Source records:
──────

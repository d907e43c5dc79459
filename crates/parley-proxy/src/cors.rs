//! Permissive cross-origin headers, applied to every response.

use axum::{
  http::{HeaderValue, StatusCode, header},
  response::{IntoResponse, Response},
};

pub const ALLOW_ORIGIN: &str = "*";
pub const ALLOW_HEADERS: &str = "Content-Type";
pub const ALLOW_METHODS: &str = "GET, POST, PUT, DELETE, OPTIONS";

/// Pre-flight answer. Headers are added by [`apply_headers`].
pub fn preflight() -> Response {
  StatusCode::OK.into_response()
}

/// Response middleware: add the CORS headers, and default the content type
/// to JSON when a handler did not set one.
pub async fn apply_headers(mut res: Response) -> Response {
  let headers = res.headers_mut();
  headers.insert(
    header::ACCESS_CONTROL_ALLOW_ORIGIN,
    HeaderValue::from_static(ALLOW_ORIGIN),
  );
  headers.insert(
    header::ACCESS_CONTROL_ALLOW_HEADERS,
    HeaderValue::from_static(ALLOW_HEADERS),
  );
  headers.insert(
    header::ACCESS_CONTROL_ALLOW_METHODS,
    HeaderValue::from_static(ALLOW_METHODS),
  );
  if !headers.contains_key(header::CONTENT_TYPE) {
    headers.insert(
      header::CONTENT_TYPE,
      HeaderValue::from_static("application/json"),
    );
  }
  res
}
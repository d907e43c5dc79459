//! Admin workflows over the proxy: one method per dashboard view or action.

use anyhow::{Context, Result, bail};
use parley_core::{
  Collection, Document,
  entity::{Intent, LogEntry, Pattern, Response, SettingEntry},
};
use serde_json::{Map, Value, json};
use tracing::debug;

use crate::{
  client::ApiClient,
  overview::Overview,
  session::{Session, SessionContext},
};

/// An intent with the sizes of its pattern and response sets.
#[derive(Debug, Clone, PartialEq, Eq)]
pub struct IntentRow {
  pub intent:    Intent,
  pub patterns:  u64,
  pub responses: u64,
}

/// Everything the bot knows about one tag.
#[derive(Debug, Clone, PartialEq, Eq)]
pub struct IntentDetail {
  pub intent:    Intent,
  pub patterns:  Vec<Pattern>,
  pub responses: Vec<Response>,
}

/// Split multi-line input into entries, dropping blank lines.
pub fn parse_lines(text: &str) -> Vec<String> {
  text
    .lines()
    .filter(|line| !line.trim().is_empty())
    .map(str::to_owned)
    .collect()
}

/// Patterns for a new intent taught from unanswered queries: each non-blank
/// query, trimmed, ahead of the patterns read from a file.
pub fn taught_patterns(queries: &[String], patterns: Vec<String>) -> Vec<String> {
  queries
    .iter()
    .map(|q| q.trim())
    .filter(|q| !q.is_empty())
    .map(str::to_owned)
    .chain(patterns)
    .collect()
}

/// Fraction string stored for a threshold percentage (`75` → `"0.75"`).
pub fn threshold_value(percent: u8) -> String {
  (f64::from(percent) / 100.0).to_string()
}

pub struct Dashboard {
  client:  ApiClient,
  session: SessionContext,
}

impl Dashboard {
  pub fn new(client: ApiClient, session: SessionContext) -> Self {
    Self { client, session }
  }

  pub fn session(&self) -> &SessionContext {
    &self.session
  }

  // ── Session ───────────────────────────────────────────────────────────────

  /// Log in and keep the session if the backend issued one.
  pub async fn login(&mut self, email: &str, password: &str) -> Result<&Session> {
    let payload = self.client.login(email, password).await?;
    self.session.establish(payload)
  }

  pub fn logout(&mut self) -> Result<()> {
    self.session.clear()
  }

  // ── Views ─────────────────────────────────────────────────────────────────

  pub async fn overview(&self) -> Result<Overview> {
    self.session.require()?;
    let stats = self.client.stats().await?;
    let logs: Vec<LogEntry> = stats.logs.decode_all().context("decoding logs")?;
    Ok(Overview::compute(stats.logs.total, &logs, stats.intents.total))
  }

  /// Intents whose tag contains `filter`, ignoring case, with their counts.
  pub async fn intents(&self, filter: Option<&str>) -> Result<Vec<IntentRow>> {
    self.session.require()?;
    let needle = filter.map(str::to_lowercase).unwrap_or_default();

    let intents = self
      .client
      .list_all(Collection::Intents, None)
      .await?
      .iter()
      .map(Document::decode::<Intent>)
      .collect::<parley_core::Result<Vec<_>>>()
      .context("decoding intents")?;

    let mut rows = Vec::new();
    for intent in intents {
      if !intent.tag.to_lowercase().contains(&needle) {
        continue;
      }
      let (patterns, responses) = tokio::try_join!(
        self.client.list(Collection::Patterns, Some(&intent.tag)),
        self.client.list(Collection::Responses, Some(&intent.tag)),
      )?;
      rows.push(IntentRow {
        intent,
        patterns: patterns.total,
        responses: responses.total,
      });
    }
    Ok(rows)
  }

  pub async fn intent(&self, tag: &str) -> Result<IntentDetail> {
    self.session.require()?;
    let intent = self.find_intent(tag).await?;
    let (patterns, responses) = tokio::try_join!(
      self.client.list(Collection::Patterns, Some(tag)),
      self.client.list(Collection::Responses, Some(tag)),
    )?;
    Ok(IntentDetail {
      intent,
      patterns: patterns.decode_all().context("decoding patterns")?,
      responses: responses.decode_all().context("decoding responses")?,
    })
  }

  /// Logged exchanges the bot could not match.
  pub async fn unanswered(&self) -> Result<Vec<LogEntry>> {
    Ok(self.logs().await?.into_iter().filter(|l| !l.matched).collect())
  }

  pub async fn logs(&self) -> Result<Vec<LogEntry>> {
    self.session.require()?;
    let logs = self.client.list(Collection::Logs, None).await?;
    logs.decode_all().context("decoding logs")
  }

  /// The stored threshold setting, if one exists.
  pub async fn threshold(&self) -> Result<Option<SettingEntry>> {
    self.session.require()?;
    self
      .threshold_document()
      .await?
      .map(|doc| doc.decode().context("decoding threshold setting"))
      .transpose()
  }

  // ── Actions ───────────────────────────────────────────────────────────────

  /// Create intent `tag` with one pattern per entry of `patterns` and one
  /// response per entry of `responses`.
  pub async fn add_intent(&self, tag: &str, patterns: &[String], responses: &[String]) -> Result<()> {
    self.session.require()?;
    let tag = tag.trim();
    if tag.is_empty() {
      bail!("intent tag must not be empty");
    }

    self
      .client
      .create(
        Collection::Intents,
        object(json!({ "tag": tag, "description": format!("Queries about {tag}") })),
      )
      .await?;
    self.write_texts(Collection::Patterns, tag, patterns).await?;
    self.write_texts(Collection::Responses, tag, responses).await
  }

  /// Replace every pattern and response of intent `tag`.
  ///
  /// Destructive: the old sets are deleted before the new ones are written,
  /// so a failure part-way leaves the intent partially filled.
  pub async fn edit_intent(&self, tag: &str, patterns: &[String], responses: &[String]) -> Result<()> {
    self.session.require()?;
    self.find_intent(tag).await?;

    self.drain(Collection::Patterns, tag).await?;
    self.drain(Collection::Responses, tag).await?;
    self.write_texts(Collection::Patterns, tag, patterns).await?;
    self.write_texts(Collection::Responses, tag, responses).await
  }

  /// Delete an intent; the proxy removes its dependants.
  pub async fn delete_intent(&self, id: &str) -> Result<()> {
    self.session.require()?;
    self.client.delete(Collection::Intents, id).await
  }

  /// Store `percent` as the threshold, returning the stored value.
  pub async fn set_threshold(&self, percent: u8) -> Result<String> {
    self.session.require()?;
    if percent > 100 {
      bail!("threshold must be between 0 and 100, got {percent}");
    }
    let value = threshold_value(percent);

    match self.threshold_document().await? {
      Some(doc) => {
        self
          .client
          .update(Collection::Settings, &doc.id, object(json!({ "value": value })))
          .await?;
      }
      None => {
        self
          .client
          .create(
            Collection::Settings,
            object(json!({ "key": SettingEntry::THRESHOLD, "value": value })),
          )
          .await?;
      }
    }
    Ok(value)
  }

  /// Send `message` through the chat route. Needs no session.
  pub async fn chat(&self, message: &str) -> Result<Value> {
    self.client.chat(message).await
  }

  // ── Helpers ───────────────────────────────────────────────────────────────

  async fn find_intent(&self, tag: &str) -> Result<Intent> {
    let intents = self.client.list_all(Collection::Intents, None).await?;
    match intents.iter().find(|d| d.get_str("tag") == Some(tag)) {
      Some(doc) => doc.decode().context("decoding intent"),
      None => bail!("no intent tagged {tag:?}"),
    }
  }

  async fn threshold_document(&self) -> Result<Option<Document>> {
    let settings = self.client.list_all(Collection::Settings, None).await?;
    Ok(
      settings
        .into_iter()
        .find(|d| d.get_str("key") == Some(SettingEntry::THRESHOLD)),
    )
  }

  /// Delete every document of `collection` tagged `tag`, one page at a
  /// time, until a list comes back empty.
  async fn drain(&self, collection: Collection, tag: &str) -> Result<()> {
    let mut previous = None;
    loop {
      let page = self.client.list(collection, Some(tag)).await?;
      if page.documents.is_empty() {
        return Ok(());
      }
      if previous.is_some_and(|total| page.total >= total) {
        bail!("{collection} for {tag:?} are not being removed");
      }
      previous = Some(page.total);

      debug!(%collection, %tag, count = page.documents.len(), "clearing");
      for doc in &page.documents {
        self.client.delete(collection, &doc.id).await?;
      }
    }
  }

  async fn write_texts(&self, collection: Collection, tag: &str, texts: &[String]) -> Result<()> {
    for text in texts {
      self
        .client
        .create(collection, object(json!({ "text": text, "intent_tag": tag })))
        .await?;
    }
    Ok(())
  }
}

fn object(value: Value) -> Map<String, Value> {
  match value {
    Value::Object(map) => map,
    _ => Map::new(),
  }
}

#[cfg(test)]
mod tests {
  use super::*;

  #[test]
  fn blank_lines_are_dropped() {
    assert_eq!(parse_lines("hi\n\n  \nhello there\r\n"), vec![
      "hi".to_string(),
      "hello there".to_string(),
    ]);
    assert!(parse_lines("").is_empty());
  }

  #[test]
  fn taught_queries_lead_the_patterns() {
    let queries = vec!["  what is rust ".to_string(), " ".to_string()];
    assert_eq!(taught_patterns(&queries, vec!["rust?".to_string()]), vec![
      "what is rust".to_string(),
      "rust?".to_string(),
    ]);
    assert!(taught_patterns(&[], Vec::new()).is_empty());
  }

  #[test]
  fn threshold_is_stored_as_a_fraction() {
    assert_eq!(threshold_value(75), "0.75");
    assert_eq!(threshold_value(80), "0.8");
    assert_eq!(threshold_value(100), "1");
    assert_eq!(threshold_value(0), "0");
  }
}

──────

Exact copies of the lines from the start of the data up to the line holding "pub const ALLOW_ORIGIN: &str", both included, are all that is needed.

▶ Your response
repository d907e43c5dc79459
filename crates/parley-proxy/src/cors.rs
//! Permissive cross-origin headers, applied to every response.

use axum::{
  http::{HeaderValue, StatusCode, header},
  response::{IntoResponse, Response},
};

pub const ALLOW_ORIGIN: &str = "*";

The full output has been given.